=== Begin Enclosure ===

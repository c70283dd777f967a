//! Curated static seed entries.
//!
//! Seed ids are deterministic, so reloading on every startup is safe:
//! existing ids are skipped by the batch insert.

use std::collections::BTreeMap;

use crate::database::models::{
    Building, Faction, General, KnowledgeContent, KnowledgeEntry, KnowledgeSource, Mechanic,
    Strategy, TimingWindow, Unit,
};

fn strings(items: &[&str]) -> Vec<String> {
    items.iter().map(|s| s.to_string()).collect()
}

fn stats(pairs: &[(&str, f64)]) -> BTreeMap<String, f64> {
    pairs.iter().map(|(k, v)| (k.to_string(), *v)).collect()
}

fn costs(pairs: &[(&str, i64)]) -> BTreeMap<String, i64> {
    pairs.iter().map(|(k, v)| (k.to_string(), *v)).collect()
}

/// The full static seed set.
pub(crate) fn seed_entries() -> Vec<KnowledgeEntry> {
    let mut entries = Vec::new();

    entries.push(
        KnowledgeEntry::new(
            "unit_swordsman",
            KnowledgeSource::Static,
            KnowledgeContent::Unit(Unit {
                name: "Swordsman".into(),
                faction: Faction::Light,
                category: "infantry".into(),
                tier: 1,
                cost: costs(&[("gold", 60), ("food", 1)]),
                stats: stats(&[("attack", 12.0), ("defense", 20.0), ("health", 150.0)]),
                counters: strings(&["unit_archer"]),
                countered_by: strings(&["unit_knight", "unit_catapult"]),
                build_time: 18,
                description: "Frontline melee unit that soaks damage and holds the line \
                              against cavalry charges."
                    .into(),
                tags: strings(&["melee", "tank"]),
                aliases: strings(&["sword"]),
            }),
        )
        .tags(strings(&["melee", "tank"]))
        .context_tags(strings(&["holding the front line", "early defense"])),
    );

    entries.push(
        KnowledgeEntry::new(
            "unit_archer",
            KnowledgeSource::Static,
            KnowledgeContent::Unit(Unit {
                name: "Archer".into(),
                faction: Faction::Light,
                category: "ranged".into(),
                tier: 1,
                cost: costs(&[("gold", 70), ("wood", 20)]),
                stats: stats(&[("attack", 16.0), ("defense", 6.0), ("range", 5.0)]),
                counters: strings(&["unit_ghoul"]),
                countered_by: strings(&["unit_knight"]),
                build_time: 22,
                description: "Cheap ranged damage. Melts swarms but folds the moment \
                              cavalry reaches the back line."
                    .into(),
                tags: strings(&["ranged"]),
                aliases: strings(&["bowman"]),
            }),
        )
        .tags(strings(&["ranged"]))
        .context_tags(strings(&["ranged damage from the back line"])),
    );

    entries.push(
        KnowledgeEntry::new(
            "unit_knight",
            KnowledgeSource::Static,
            KnowledgeContent::Unit(Unit {
                name: "Knight".into(),
                faction: Faction::Light,
                category: "cavalry".into(),
                tier: 2,
                cost: costs(&[("gold", 140), ("food", 2)]),
                stats: stats(&[("attack", 24.0), ("defense", 14.0), ("speed", 9.0)]),
                counters: strings(&["unit_archer", "unit_catapult"]),
                countered_by: strings(&["unit_swordsman"]),
                build_time: 30,
                description: "Fast cavalry that charges ranged lines and siege weapons.".into(),
                tags: strings(&["cavalry", "charge"]),
                aliases: strings(&["horse"]),
            }),
        )
        .tags(strings(&["cavalry", "charge"]))
        .context_tags(strings(&["punishing exposed archers"])),
    );

    entries.push(
        KnowledgeEntry::new(
            "unit_ghoul",
            KnowledgeSource::Static,
            KnowledgeContent::Unit(Unit {
                name: "Ghoul".into(),
                faction: Faction::Dark,
                category: "infantry".into(),
                tier: 1,
                cost: costs(&[("gold", 40)]),
                stats: stats(&[("attack", 9.0), ("defense", 5.0), ("health", 80.0)]),
                counters: strings(&[]),
                countered_by: strings(&["unit_archer"]),
                build_time: 10,
                description: "Disposable swarm unit of the dark faction. Wins through \
                              numbers, not stats."
                    .into(),
                tags: strings(&["melee", "swarm"]),
                aliases: strings(&[]),
            }),
        )
        .tags(strings(&["melee", "swarm"]))
        .context_tags(strings(&["overwhelming with cheap bodies"])),
    );

    entries.push(
        KnowledgeEntry::new(
            "unit_catapult",
            KnowledgeSource::Static,
            KnowledgeContent::Unit(Unit {
                name: "Catapult".into(),
                faction: Faction::Dark,
                category: "siege".into(),
                tier: 3,
                cost: costs(&[("gold", 300), ("wood", 120)]),
                stats: stats(&[("attack", 60.0), ("defense", 4.0), ("range", 9.0)]),
                counters: strings(&["building_barracks"]),
                countered_by: strings(&["unit_knight"]),
                build_time: 55,
                description: "Long-range siege engine. Deletes buildings, dies to any \
                              cavalry that reaches it."
                    .into(),
                tags: strings(&["siege"]),
                aliases: strings(&["cata"]),
            }),
        )
        .tags(strings(&["siege"]))
        .context_tags(strings(&["breaking fortified bases"])),
    );

    entries.push(
        KnowledgeEntry::new(
            "building_barracks",
            KnowledgeSource::Static,
            KnowledgeContent::Building(Building {
                name: "Barracks".into(),
                faction: Faction::Light,
                category: "military".into(),
                max_level: 5,
                effects: [
                    (1u32, "Trains tier 1 infantry".to_string()),
                    (3, "Unlocks Knight".to_string()),
                    (5, "Training speed +20%".to_string()),
                ]
                .into_iter()
                .collect(),
                upgrade_cost: [
                    (2u32, costs(&[("gold", 200), ("wood", 100)])),
                    (3, costs(&[("gold", 400), ("wood", 250)])),
                ]
                .into_iter()
                .collect(),
                description: "Core military production building. Every army path starts \
                              here."
                    .into(),
                tags: strings(&["military", "production"]),
                aliases: strings(&["barracks"]),
            }),
        )
        .tags(strings(&["military", "production"]))
        .context_tags(strings(&["what to build first"])),
    );

    entries.push(
        KnowledgeEntry::new(
            "strategy_archer_rush",
            KnowledgeSource::Static,
            KnowledgeContent::Strategy(Strategy {
                name: "Archer Rush".into(),
                category: "rush".into(),
                difficulty: "beginner".into(),
                timing_windows: vec![
                    TimingWindow { time: "0:00".into(), action: "Barracks, then range".into() },
                    TimingWindow { time: "2:30".into(), action: "First 6 archers hit".into() },
                    TimingWindow { time: "4:00".into(), action: "Commit or transition".into() },
                ],
                unit_composition: [("unit_archer".to_string(), 12u32), ("unit_swordsman".to_string(), 4)]
                    .into_iter()
                    .collect(),
                counters: strings(&["strategy_turtle_boom"]),
                strong_against: strings(&["greedy economy openings"]),
                description: "All-in early pressure with massed archers behind a thin \
                              melee screen."
                    .into(),
                tips: strings(&["Stop producing workers while committing"]),
                tags: strings(&["aggressive", "rush"]),
                aliases: strings(&["bow rush"]),
            }),
        )
        .tags(strings(&["aggressive"]))
        .context_tags(strings(&["early aggression"])),
    );

    entries.push(
        KnowledgeEntry::new(
            "strategy_turtle_boom",
            KnowledgeSource::Static,
            KnowledgeContent::Strategy(Strategy {
                name: "Turtle Boom".into(),
                category: "boom".into(),
                difficulty: "intermediate".into(),
                timing_windows: vec![
                    TimingWindow { time: "0:00".into(), action: "Walls and towers first".into() },
                    TimingWindow { time: "6:00".into(), action: "Economy fully saturated".into() },
                ],
                unit_composition: [("unit_swordsman".to_string(), 8u32), ("unit_catapult".to_string(), 3)]
                    .into_iter()
                    .collect(),
                counters: strings(&["strategy_archer_rush"]),
                strong_against: strings(&["all-in rushes"]),
                description: "Defend behind fortifications, out-produce the opponent, \
                              then break them with siege."
                    .into(),
                tips: strings(&["Scout for siege before leaving your walls"]),
                tags: strings(&["defensive", "economy"]),
                aliases: strings(&["turtle"]),
            }),
        )
        .tags(strings(&["defensive", "economy"]))
        .context_tags(strings(&["surviving early pressure", "late game power"])),
    );

    entries.push(
        KnowledgeEntry::new(
            "mechanic_counter_system",
            KnowledgeSource::Static,
            KnowledgeContent::Mechanic(Mechanic {
                name: "Counter system".into(),
                category: "combat".into(),
                description: "Damage is multiplied when a unit attacks a class it \
                              counters: cavalry over ranged, ranged over swarms, \
                              infantry over cavalry."
                    .into(),
                formula: Some("damage = attack * counter_multiplier - defense".into()),
                examples: strings(&["Knights deal 1.5x damage to archers"]),
                tips: strings(&["Mixed armies blunt every counter"]),
                tags: strings(&["counters", "combat"]),
                aliases: strings(&["counters"]),
            }),
        )
        .tags(strings(&["counters", "combat"]))
        .context_tags(strings(&["which unit beats which"])),
    );

    entries.push(
        KnowledgeEntry::new(
            "general_ladder_rating",
            KnowledgeSource::Static,
            KnowledgeContent::General(General {
                title: "Ladder rating".into(),
                description: "1v1 and 2v2 ratings are tracked separately; only ranked \
                              queues move them. Decay starts after 14 idle days."
                    .into(),
                aliases: strings(&["elo", "rank"]),
                tags: strings(&["rating", "pvp"]),
                details: BTreeMap::new(),
            }),
        )
        .tags(strings(&["rating", "pvp"]))
        .context_tags(strings(&["how ranking works"])),
    );

    entries
}

#[cfg(test)]
mod tests {
    use super::*;
    use std::collections::HashSet;

    #[test]
    fn test_seed_ids_are_unique_and_prefixed() {
        let entries = seed_entries();
        let ids: HashSet<&str> = entries.iter().map(|e| e.id.as_str()).collect();
        assert_eq!(ids.len(), entries.len());

        for entry in &entries {
            let prefix = format!("{}_", entry.kind.as_str());
            let expected = match entry.kind.as_str() {
                "mechanics" => "mechanic_".to_string(),
                _ => prefix,
            };
            assert!(
                entry.id.starts_with(&expected),
                "seed id '{}' does not match its type prefix",
                entry.id
            );
        }
    }

    #[test]
    fn test_seeds_are_valid_static_entries() {
        for entry in seed_entries() {
            entry.validate().expect("seed entry must validate");
            assert_eq!(entry.source, KnowledgeSource::Static);
            assert_eq!(entry.confidence, 1.0);
        }
    }
}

=== End Enclosure ===

Your objective: Search the data above for the string "infantry". Report every line where it is found.

Response:
                category: "infantry".into(),
                category: "infantry".into(),
                    (1u32, "Trains tier 1 infantry".to_string()),
                              infantry over cavalry."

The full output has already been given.